Monday, 14 March 2011

Competitive Mums already...?!

I have a lovely yoga teacher.  I was doing her classes before my pregnancy, and switched to pregnancy yoga this year.  The first 8-week set of classes I attended commenced with about 8 attendees, gradually dwindling as Mum's-to-be left on their maternity leave.

Just one new face last week, and another newbie this week.  A maximum of 5 attendees this round, so a small, intimate class.  Now I must say, everyone I've met so far has been just lovely.

So today's new girl is barely showing, but is at the 20-week mark (where I am).  I feel enormous, and said so with a laugh.  Some sarky comment came back at me... I'm surprised at how the competitive Mums are already showing up.  I mentioned that it depends on how each person's uterus is positioned... and got a smug smile back.

So I turned to one of the girls I've known a while and mentioned that I saw the doc last week, and had mentioned that I'd been worried that I'd not put any weight on yet.  New girl then, a little more quietly, mentioned that she'd already put a stone on.

Who's smug now then?  But perhaps I shouldn't have said that I actually lost 4kg's the first month after I found out I was pregnant... and have actually put on 600g since  *blush*

Has anyone else come across competitive Mums this early on?

PS.  I'm off for my 20-week scan tomorrow, wish me luck?  Halfway there!

Cheers, KangaRue

Tuesday, 1 March 2011

Stressed much?

I've been lucky so far with my pregnancy, I fell pregnant pretty quickly (at the "geriatric" age of 37) and have had very little "morning" sickness etc, etc.

A couple of weeks ago I woke up with pins and needles in the fingers of my right hand.  6 hours later they finally went.  In the interim I jumped onto Twitter and asked if anyone else had experienced it - a couple of people asked if it was pregnancy related... bizarre, "how are pins and needles in my fingers pregnancy related?" I thought.  Apparently it is - having then searched online, I found out that sleeping on my back (which I had that night), can cause it.  Sleeping on my left hand side has alleviated it - if it kept happening, apparently a wrist splint may have helped.

So when on Saturday I got spots before my eyes, that increasingly got larger, started flashing and then went to blur (I could only see half of BoyWonder's face when I looked at him), I only slightly freaked.  And then the headaches - on and off since - kicked in.  Jumping online I worried that it could be pre-eclampsia.  Had any of these symptoms lasted for more than a couple of hours at a time, I was prepared to go to the hospital, but they didn't, so first thing on Monday I went to the GP.
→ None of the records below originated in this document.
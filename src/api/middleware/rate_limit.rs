//! Rate limiting middleware using token bucket algorithm.

use governor::clock::QuantaInstant;
use governor::middleware::NoOpMiddleware;
use std::sync::Arc;
use tower_governor::{
    GovernorLayer, governor::GovernorConfigBuilder, key_extractor::PeerIpKeyExtractor,
};

type IpGovernorLayer =
    GovernorLayer<PeerIpKeyExtractor, NoOpMiddleware<QuantaInstant>, axum::body::Body>;

/// Creates a rate limiter for the rule collection.
///
/// # Limits
///
/// - **Rate**: 2 requests per second
/// - **Burst**: 100 requests
///
/// Requests exceeding the limit receive `429 Too Many Requests`.
///
/// # Key Extraction
///
/// Rate limits are applied per client IP address extracted from the
/// socket peer address.
pub fn layer() -> IpGovernorLayer {
    build(2, 100)
}

/// Creates a stricter rate limiter for outbound probes.
///
/// # Limits
///
/// - **Rate**: 1 request per second
/// - **Burst**: 20 requests
///
/// A domain check costs four outbound requests, and `/status` can be pointed
/// at any host, so this endpoint gets the tighter budget.
pub fn probe_layer() -> IpGovernorLayer {
    build(1, 20)
}

fn build(per_second: u64, burst: u32) -> IpGovernorLayer {
    let governor_conf = Arc::new(
        GovernorConfigBuilder::default()
            .per_second(per_second)
            .burst_size(burst)
            .finish()
            .expect("per_second and burst_size are non-zero"),
    );

    GovernorLayer::new(governor_conf)
}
The GP tested both my blood pressure and urine, both of which were normal.  But he was concerned, so he sent me to the emergency eye clinic at Queen Mary's Hospital.  Spending over four hours in the hospital to be told a doctor couldn't see me that day was frustrating, so I headed back first thing this morning, this time organised with books to read.  Which was a pointless effort, as they nurses soon put drops in my eyes that, once the stinging wore off, had the world in a complete blur!

After further examination, it turns out that it's likely a type of migraine.  With pregnancy your blood vessels get bigger in order to pump the additional 5 litres of blood in your system without raising blood pressure.  While the doc wants to run some blood tests etc. tomorrow, it's likely that it's just one of those pregnancy-related things.
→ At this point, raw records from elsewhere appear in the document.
//! Wire access to the `/rules` endpoint.

use async_trait::async_trait;
use reqwest::{RequestBuilder, Response};
use serde::Deserialize;
use url::Url;

use super::{ClientError, build_http_client, endpoint};
use crate::api::dto::rule::{
    CreateRuleRequest, CreateRuleResponse, DeleteRuleRequest, RuleItem, UpdateRuleRequest,
};
use crate::domain::entities::{NewRule, Rule, RuleUpdate};

/// Raw rule operations against a rule store, without local validation.
#[cfg_attr(test, mockall::automock)]
#[async_trait]
pub trait RuleTransport: Send + Sync {
    /// All rules, ascending by id.
    ///
    /// Any transport or parse failure is reported as
    /// [`ClientError::StoreUnavailable`].
    async fn list(&self) -> Result<Vec<Rule>, ClientError>;

    /// Stores a new rule and returns its id.
    async fn create(&self, rule: &NewRule) -> Result<i64, ClientError>;

    /// Replaces the mutable fields of rule `id`.
    async fn update(&self, id: i64, rule: &RuleUpdate) -> Result<(), ClientError>;

    /// Removes rule `id`. Removing a missing id succeeds.
    async fn delete(&self, id: i64) -> Result<(), ClientError>;
}

#[derive(Deserialize)]
struct ErrorEnvelope {
    error: ErrorMessage,
}

#[derive(Deserialize)]
struct ErrorMessage {
    message: String,
}

/// [`RuleTransport`] speaking JSON to a running service.
pub struct HttpRuleTransport {
    client: reqwest::Client,
    rules_url: Url,
    token: Option<String>,
}

impl HttpRuleTransport {
    /// Targets `{base_url}/rules`. `token` is sent as a bearer token on
    /// every request when present.
    pub fn new(base_url: &str, token: Option<String>) -> Result<Self, ClientError> {
        Self::with_client(build_http_client()?, base_url, token)
    }

    pub fn with_client(
        client: reqwest::Client,
        base_url: &str,
        token: Option<String>,
    ) -> Result<Self, ClientError> {
        Ok(Self {
            client,
            rules_url: endpoint(base_url, "rules")?,
            token: token.filter(|t| !t.trim().is_empty()),
        })
    }

    fn authorized(&self, request: RequestBuilder) -> RequestBuilder {
        match &self.token {
            Some(token) => request.bearer_auth(token),
            None => request,
        }
    }
}

#[async_trait]
impl RuleTransport for HttpRuleTransport {
    async fn list(&self) -> Result<Vec<Rule>, ClientError> {
        let response = self
            .authorized(self.client.get(self.rules_url.clone()))
            .send()
            .await
            .map_err(|e| ClientError::StoreUnavailable(e.to_string()))?;

        if !response.status().is_success() {
            return Err(ClientError::StoreUnavailable(format!(
                "unexpected status {}",
                response.status()
            )));
        }

        let items: Vec<RuleItem> = response
            .json()
            .await
            .map_err(|e| ClientError::StoreUnavailable(e.to_string()))?;

        Ok(items.into_iter().map(Rule::from).collect())
    }

    async fn create(&self, rule: &NewRule) -> Result<i64, ClientError> {
        let body = CreateRuleRequest {
            title: rule.title.clone(),
            code: rule.code.clone(),
            description: rule.description.clone(),
        };

        let response = self
            .authorized(self.client.post(self.rules_url.clone()).json(&body))
            .send()
            .await?;

        let created: CreateRuleResponse = ensure_success(response).await?.json().await?;
        Ok(created.id)
    }

    async fn update(&self, id: i64, rule: &RuleUpdate) -> Result<(), ClientError> {
        let body = UpdateRuleRequest {
            id,
            title: rule.title.clone(),
            code: rule.code.clone(),
            description: rule.description.clone(),
        };

        let response = self
            .authorized(self.client.put(self.rules_url.clone()).json(&body))
            .send()
            .await?;

        ensure_success(response).await?;
        Ok(())
    }

    async fn delete(&self, id: i64) -> Result<(), ClientError> {
        let response = self
            .authorized(
                self.client
                    .delete(self.rules_url.clone())
                    .json(&DeleteRuleRequest { id }),
            )
            .send()
            .await?;

        ensure_success(response).await?;
        Ok(())
    }
}

/// Turns a non-2xx response into [`ClientError::Rejected`], preferring the
/// service's own error message.
async fn ensure_success(response: Response) -> Result<Response, ClientError> {
    let status = response.status();
    if status.is_success() {
        return Ok(response);
    }

    let message = match response.json::<ErrorEnvelope>().await {
        Ok(envelope) => envelope.error.message,
        Err(_) => status
            .canonical_reason()
            .unwrap_or("Request failed")
            .to_string(),
    };

    Err(ClientError::Rejected {
        status: status.as_u16(),
        message,
    })
}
Oh, and was I under any stress... between working full-time, studying part-time, and being pregnant, no... but perhaps my plans for five loads of washing, gardening, study and baking a cake for the weekend was expecting a bit much.  As it was, I got none of these things done, as I've been suffering with the headaches or asleep to escape them... so I guess this is a SilverLining that it wasn't anything serious, Pickle is fine, but it was just my body letting me know that perhaps I need to slow down a bit.